Despite falling to the SDSU Aztecs in their conference opener in a very close game, the Runnin' Rebels responded with soundly defeating New Mexico, the preseason Mountain West favorite, at home in front of a sold-out crowd as well as blowing out an up–and–coming Colorado State club that easily beat that at UNLV the previous year. Despite narrowly winning road games against Air Force and Boise State, UNLV was ranked No. 11 in the country, which set up for an early February Top 15 showdown against San Diego State, which won 9 of the last 10 meetings. In front of a rejuvenated UNLV student section and a capacity crowd, UNLV played a near–perfect game, only to let up in the closing minutes, but key defensive stops in the final seconds allowed UNLV to come atop 65–63. However, the Rebels blew an 18-point lead in the following game against lowly TCU, and despite scoring 97 points, they lost in overtime. This set up numerous road losses down the stretch, but still finished a respectable 9–5 in conference play and 3rd seed in the tournament, where they lost in the semifinals to New Mexico. Granted a six seed in the 2012 NCAA tournament, the Runnin' Rebels were upset in the opening round to Colorado despite trimming a 21–second point deficit to 2 in a 68–64 loss.

Despite the loss in the tournament and losing three starters, as well as two key reserves from the 2011–12 team, Dave Rice brought a highly touted recruiting class for the 2012–13 season. A total of four ESPN Top 100 players were signed as well as two transfers from key players on Big East schools, highlighted by forward Anthony Bennett. As a result, UNLV was ranked in the Top 20 to start the season for the first time in 22 years, but suffered an early season loss to Oregon over Thanksgiving weekend.

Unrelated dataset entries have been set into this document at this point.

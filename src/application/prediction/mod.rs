pub mod cache;
pub mod service;

pub use cache::{ForecastCache, ForecastKey};
pub use service::PredictionService;
//! Repository traits between the prediction pipeline and storage.
//!
//! `HistoryStore` is the read-only boundary over league history. Every
//! query that feeds feature extraction takes a cutoff date and returns
//! only games completed strictly before it, which is what keeps training
//! and serving leakage-free. `ModelRegistry` owns trained-model metadata
//! and the single-active-version invariant.
//!
//! Implementations are expected to honor the documented orderings; the
//! dataset builder and the extractor rely on them instead of re-sorting.

use anyhow::Result;
use async_trait::async_trait;
use chrono::NaiveDate;

use crate::domain::model_version::ModelVersion;
use crate::domain::types::{Game, Team, TeamGameLog, TeamId};

/// Read access to teams, games, and per-game stat lines.
#[async_trait]
pub trait HistoryStore: Send + Sync {
    async fn find_team(&self, id: TeamId) -> Result<Option<Team>>;

    async fn find_game(&self, id: &str) -> Result<Option<Game>>;

    /// All games of one week, ordered by date then id.
    async fn games_for_week(&self, season: u16, week: u8) -> Result<Vec<Game>>;

    /// Completed games across an inclusive season range, chronological
    /// (date then id ascending).
    async fn completed_games_between(
        &self,
        start_season: u16,
        end_season: u16,
    ) -> Result<Vec<Game>>;

    /// Up to `limit` completed games of `team` dated strictly before
    /// `cutoff`, most recent first, each paired with both stat lines.
    /// Games missing either stat line are not returned.
    async fn team_log_before(
        &self,
        team: TeamId,
        cutoff: NaiveDate,
        limit: usize,
    ) -> Result<Vec<TeamGameLog>>;

    /// Up to `limit` completed meetings between the two teams, either
    /// venue, dated strictly before `cutoff`, most recent first.
    async fn head_to_head_before(
        &self,
        team: TeamId,
        opponent: TeamId,
        cutoff: NaiveDate,
        limit: usize,
    ) -> Result<Vec<Game>>;
}

/// Persistence for trained model versions.
#[async_trait]
pub trait ModelRegistry: Send + Sync {
    /// Insert a new version. With `activate` set the insert and the
    /// deactivation of every other version land atomically.
    async fn insert(&self, version: &ModelVersion, activate: bool) -> Result<()>;

    /// Make `version` the single active one. Fails on unknown versions
    /// and changes nothing in that case.
    async fn activate(&self, version: &str) -> Result<()>;

    async fn find_active(&self) -> Result<Option<ModelVersion>>;

    /// Most recently created versions, newest first.
    async fn recent(&self, limit: usize) -> Result<Vec<ModelVersion>>;
}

However, UNLV rebounded from the loss, though the Rebels did lose a match to UNC. Road struggles from last year continued to follow them, even though the Rebels did beat the Aztecs on the road, Rice's squad was embarrassed by second–to–last place Fresno State on the road. Although they easily defeated a Top 15 New Mexico team, UNLV lost to a lowly Air Force team on the road 72–56, falling to 5–5 in MWC play. However, UNLV recovered the rest of the way, winning their next five, including a come from behind victory over rival SDSU. Yet, the UNLV Rebels were upset once again to Fresno State at home, but responded to avenge the Air Force loss in the Mountain West tourney and advance the title game where they lost to New Mexico. Awarded a five seed, the Rebels faced California in the NCAA Tournament, which they previously defeated in mid–December. In an ugly game, the team fell behind early and went 11 minutes without a basket in the 2nd half en route to a 64–61 loss. In late June, Anthony Bennett was drafted as the top overall pick in the 2013 NBA draft, marking the first time a Rebel was picked No. 1 overall since 1991.

Despite losing Bennett, as well as two other starters, including one who left the program, the Runnin' Rebels were picked to finish in third in 2013–14 in a highly competitive conference. However, the team did not get onto a good start and lost to UC Santa Barbara, which finished 11–20 in one of the worst conferences in the country the previous season, by 21. After losing back to back home games, the Rebels dropped to 2–3, the first time they had a losing record since 2005. They ended up missing the postseason for the first time since 2006. Despite this, Dave Rice received a contract extension through the 2018–19 season.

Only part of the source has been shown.